Don't get me wrong-----I love Wolverine. I love Batman. But this shouldn't be everybody.

I mean, I think of my conception of really good characters. Like, characters who have a really strong moral core. Good guys, innit, who don't ride the line.

Spock, who used to be all about logic over emotion. Strong good guy. Now we see him flipping his sh*t and punchin dudes whilst roaring in anger. (Oh my god, remember in ST6, when Nimoy!Spock knocks Valeris' phaser out of her hand, seething but restrained. So much subtle emotion. This was so good.).

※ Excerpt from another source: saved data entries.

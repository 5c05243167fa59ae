use crate::data::ConstraintSet;
use crate::error::ValidationError;
use std::collections::HashSet;

pub const MAX_NAME_LEN: usize = 100;
pub const MAX_DAYS_PER_WEEK: u32 = 7;
pub const MAX_SLOTS_PER_DAY: u32 = 12;
pub const MAX_HOURS_PER_WEEK: u32 = 20;
pub const MAX_HEADCOUNT: u32 = 1000;

/// Structural checks on a constraint set. Runs before any search.
pub fn validate(input: &ConstraintSet) -> Result<(), ValidationError> {
    if input.teachers.is_empty() {
        return Err(ValidationError::EmptyCollection("teacher"));
    }
    if input.subjects.is_empty() {
        return Err(ValidationError::EmptyCollection("subject"));
    }
    if input.rooms.is_empty() {
        return Err(ValidationError::EmptyCollection("room"));
    }
    if input.classes.is_empty() {
        return Err(ValidationError::EmptyCollection("class"));
    }

    if !(1..=MAX_DAYS_PER_WEEK).contains(&input.days_per_week) {
        return Err(ValidationError::DaysPerWeek(input.days_per_week));
    }
    if !(1..=MAX_SLOTS_PER_DAY).contains(&input.slots_per_day) {
        return Err(ValidationError::SlotsPerDay(input.slots_per_day));
    }

    let mut teacher_names = HashSet::new();
    for teacher in &input.teachers {
        check_name("teacher", &teacher.name)?;
        check_len("teacher id", &teacher.id)?;
        for subject in &teacher.subjects {
            check_len("teacher subject", subject)?;
        }
        unique(&mut teacher_names, "teacher name", &teacher.name)?;
    }

    let mut subject_names = HashSet::new();
    for subject in &input.subjects {
        check_name("subject", &subject.name)?;
        check_len("subject id", &subject.id)?;
        if !(1..=MAX_HOURS_PER_WEEK).contains(&subject.hours_per_week) {
            return Err(ValidationError::HoursPerWeek {
                subject: subject.name.clone(),
                hours: subject.hours_per_week,
            });
        }
        unique(&mut subject_names, "subject name", &subject.name)?;
    }

    let mut room_names = HashSet::new();
    for room in &input.rooms {
        check_name("room", &room.name)?;
        check_len("room id", &room.id)?;
        if !(1..=MAX_HEADCOUNT).contains(&room.capacity) {
            return Err(ValidationError::RoomCapacity {
                room: room.name.clone(),
                capacity: room.capacity,
            });
        }
        unique(&mut room_names, "room name", &room.name)?;
    }

    let mut class_ids = HashSet::new();
    for class in &input.classes {
        check_name("class", &class.name)?;
        check_len("class id", &class.id)?;
        if !(1..=MAX_HEADCOUNT).contains(&class.size) {
            return Err(ValidationError::ClassSize {
                class: class.name.clone(),
                size: class.size,
            });
        }
        unique(&mut class_ids, "class id", &class.id)?;
        for subject in class.curriculum.iter().flatten() {
            if !subject_names.contains(subject.as_str()) {
                return Err(ValidationError::UnknownCurriculumSubject {
                    class: class.name.clone(),
                    subject: subject.clone(),
                });
            }
        }
    }

    Ok(())
}

fn check_name(kind: &'static str, value: &str) -> Result<(), ValidationError> {
    let len = text_len(value);
    if len == 0 || len > MAX_NAME_LEN {
        return Err(ValidationError::InvalidName {
            kind,
            value: value.to_string(),
            max: MAX_NAME_LEN,
        });
    }
    Ok(())
}

fn check_len(kind: &'static str, value: &str) -> Result<(), ValidationError> {
    if text_len(value) > MAX_NAME_LEN {
        return Err(ValidationError::TooLong {
            kind,
            value: value.to_string(),
            max: MAX_NAME_LEN,
        });
    }
    Ok(())
}

/// Length in UTF-16 code units, the unit upstream clients count in.
fn text_len(value: &str) -> usize {
    value.encode_utf16().count()
}

fn unique<'a>(
    seen: &mut HashSet<&'a str>,
    kind: &'static str,
    value: &'a str,
) -> Result<(), ValidationError> {
    if !seen.insert(value) {
        return Err(ValidationError::Duplicate {
            kind,
            value: value.to_string(),
        });
    }
    Ok(())
}

#[cfg(test)]
mod tests {
    use super::*;
    use crate::data::{ClassGroup, Room, Subject, Teacher};

    fn valid() -> ConstraintSet {
        ConstraintSet {
            teachers: vec![Teacher {
                id: "t1".into(),
                name: "Dr. Smith".into(),
                subjects: vec!["Math".into()],
                unavailable: vec![],
            }],
            rooms: vec![Room {
                id: "r1".into(),
                name: "Room 101".into(),
                capacity: 40,
            }],
            classes: vec![ClassGroup {
                id: "c1".into(),
                name: "Class A".into(),
                size: 35,
                curriculum: None,
            }],
            subjects: vec![Subject {
                id: "s1".into(),
                name: "Math".into(),
                hours_per_week: 3,
            }],
            days_per_week: 5,
            slots_per_day: 6,
        }
    }

    #[test]
    fn accepts_well_formed_input() {
        assert_eq!(validate(&valid()), Ok(()));
    }

    #[test]
    fn rejects_empty_collections_in_order() {
        let mut input = valid();
        input.teachers.clear();
        input.rooms.clear();
        assert_eq!(
            validate(&input),
            Err(ValidationError::EmptyCollection("teacher"))
        );

        let mut input = valid();
        input.classes.clear();
        assert_eq!(
            validate(&input),
            Err(ValidationError::EmptyCollection("class"))
        );
    }

    #[test]
    fn rejects_grid_out_of_range() {
        let mut input = valid();
        input.days_per_week = 8;
        assert_eq!(validate(&input), Err(ValidationError::DaysPerWeek(8)));

        let mut input = valid();
        input.slots_per_day = 0;
        assert_eq!(validate(&input), Err(ValidationError::SlotsPerDay(0)));
    }

    #[test]
    fn rejects_numeric_fields_out_of_range() {
        let mut input = valid();
        input.subjects[0].hours_per_week = 21;
        assert!(matches!(
            validate(&input),
            Err(ValidationError::HoursPerWeek { hours: 21, .. })
        ));

        let mut input = valid();
        input.rooms[0].capacity = 0;
        assert!(matches!(
            validate(&input),
            Err(ValidationError::RoomCapacity { capacity: 0, .. })
        ));

        let mut input = valid();
        input.classes[0].size = 1001;
        assert!(matches!(
            validate(&input),
            Err(ValidationError::ClassSize { size: 1001, .. })
        ));
    }

    #[test]
    fn rejects_bad_names() {
        let mut input = valid();
        input.teachers[0].name = String::new();
        assert!(matches!(
            validate(&input),
            Err(ValidationError::InvalidName { kind: "teacher", .. })
        ));

        let mut input = valid();
        input.rooms[0].name = "x".repeat(101);
        assert!(matches!(
            validate(&input),
            Err(ValidationError::InvalidName { kind: "room", .. })
        ));

        let mut input = valid();
        input.teachers[0].subjects.push("y".repeat(101));
        assert!(matches!(
            validate(&input),
            Err(ValidationError::TooLong {
                kind: "teacher subject",
                ..
            })
        ));
    }

    #[test]
    fn name_length_counts_utf16_units() {
        let mut input = valid();
        // 50 astral-plane characters are 100 UTF-16 units
        input.subjects[0].name = "\u{1D4DC}".repeat(50);
        input.teachers[0].subjects = vec![input.subjects[0].name.clone()];
        assert_eq!(validate(&input), Ok(()));

        input.subjects[0].name.push('x');
        assert!(matches!(
            validate(&input),
            Err(ValidationError::InvalidName { kind: "subject", .. })
        ));
    }

    #[test]
    fn rejects_duplicate_keys() {
        let mut input = valid();
        let twin = input.classes[0].clone();
        input.classes.push(twin);
        assert_eq!(
            validate(&input),
            Err(ValidationError::Duplicate {
                kind: "class id",
                value: "c1".into()
            })
        );
    }

    #[test]
    fn rejects_unknown_curriculum_subject() {
        let mut input = valid();
        input.classes[0].curriculum = Some(vec!["Latin".into()]);
        assert_eq!(
            validate(&input),
            Err(ValidationError::UnknownCurriculumSubject {
                class: "Class A".into(),
                subject: "Latin".into()
            })
        );
    }
}
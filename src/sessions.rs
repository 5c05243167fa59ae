//! Session expansion and the static ordering heuristic.
//!
//! Every (class, subject) pair becomes `hours_per_week` sessions bound to the
//! first qualified teacher in declaration order. Teacher choice is not part of
//! the search space; only the (day, slot, room) cell is.

use crate::data::{ConstraintSet, Session, SkippedSubject, SubjectIdx, TeacherIdx};
use itertools::Itertools;
use log::{debug, warn};
use std::collections::HashMap;

#[derive(Debug, Clone, Default)]
pub struct Expansion {
    pub sessions: Vec<Session>,
    pub skipped: Vec<SkippedSubject>,
}

impl Expansion {
    pub fn required_hours(&self) -> usize {
        self.sessions.len()
    }
}

/// Teachers able to teach each subject name, in declaration order.
pub fn qualified_teachers(input: &ConstraintSet) -> HashMap<&str, Vec<TeacherIdx>> {
    input
        .teachers
        .iter()
        .enumerate()
        .flat_map(|(idx, t)| t.subjects.iter().map(move |s| (s.as_str(), idx)))
        .unique()
        .into_group_map()
}

/// Scarcity priority: subjects with fewer qualified teachers go first.
pub fn priority(qualified: usize) -> f64 {
    100.0 / qualified as f64
}

pub fn expand_sessions(input: &ConstraintSet) -> Expansion {
    let qualified = qualified_teachers(input);
    let mut sessions = Vec::new();
    let mut dropped: Vec<u32> = vec![0; input.subjects.len()];

    for (class_idx, class) in input.classes.iter().enumerate() {
        for (subject_idx, subject) in input.subjects.iter().enumerate() {
            if !class.takes(subject) {
                continue;
            }
            let Some(teachers) = qualified.get(subject.name.as_str()) else {
                dropped[subject_idx] += subject.hours_per_week;
                continue;
            };
            let session = Session {
                class: class_idx,
                subject: subject_idx,
                teacher: teachers[0],
                priority: priority(teachers.len()),
            };
            sessions.extend(std::iter::repeat_n(
                session,
                subject.hours_per_week as usize,
            ));
        }
    }

    let skipped = skipped_subjects(input, &dropped);
    for skip in &skipped {
        warn!("{skip}");
    }
    debug!(
        "Expanded {} classes x {} subjects into {} sessions",
        input.classes.len(),
        input.subjects.len(),
        sessions.len()
    );

    Expansion { sessions, skipped }
}

fn skipped_subjects(input: &ConstraintSet, dropped: &[u32]) -> Vec<SkippedSubject> {
    dropped
        .iter()
        .enumerate()
        .filter(|&(_, &hours)| hours > 0)
        .map(|(idx, &hours): (SubjectIdx, &u32)| SkippedSubject {
            subject: input.subjects[idx].name.clone(),
            dropped_hours: hours,
        })
        .collect()
}

/// Sorts by descending priority. The sort is stable, so ties keep the
/// (class, subject) enumeration order.
pub fn order_sessions(sessions: &mut [Session]) {
    sessions.sort_by(|a, b| b.priority.total_cmp(&a.priority));
}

Or, like, Yoda, who originally seemed so passive and peaceable, now to be seen choppin dudes in half with his dang lightsaber, twirlin about like an assh*ole and all. Going active offense against clone-trooper guys who, aside from posing literally no threat, also were basically children designed not to disobey. That's bad, man. Especially lookin at his general passivity in the real movies

Optimus Prime who...okay. I get it. The Autobots and Decepticons...there was going to be blood spilled. But I saw the apex of that third flick, when Optimus executes Megatron as he's begging for mercy...that just feels f*ckin wrong, homey.

Superman in the latest movie, straight-up killing Zod. Snapping his neck whilst roaring in fury. Same Superman was once meant to represent truth, justice and the American way.

Does anyone know what I'm talking about?

I could about feel like I'm halfway round the bend, here.

Like, I used to entertain plans of giving all my old comics to my niece and nephew, but nowadays I'm not sure that's such a great idea. What the hell happened here. Am I off my nut, or what.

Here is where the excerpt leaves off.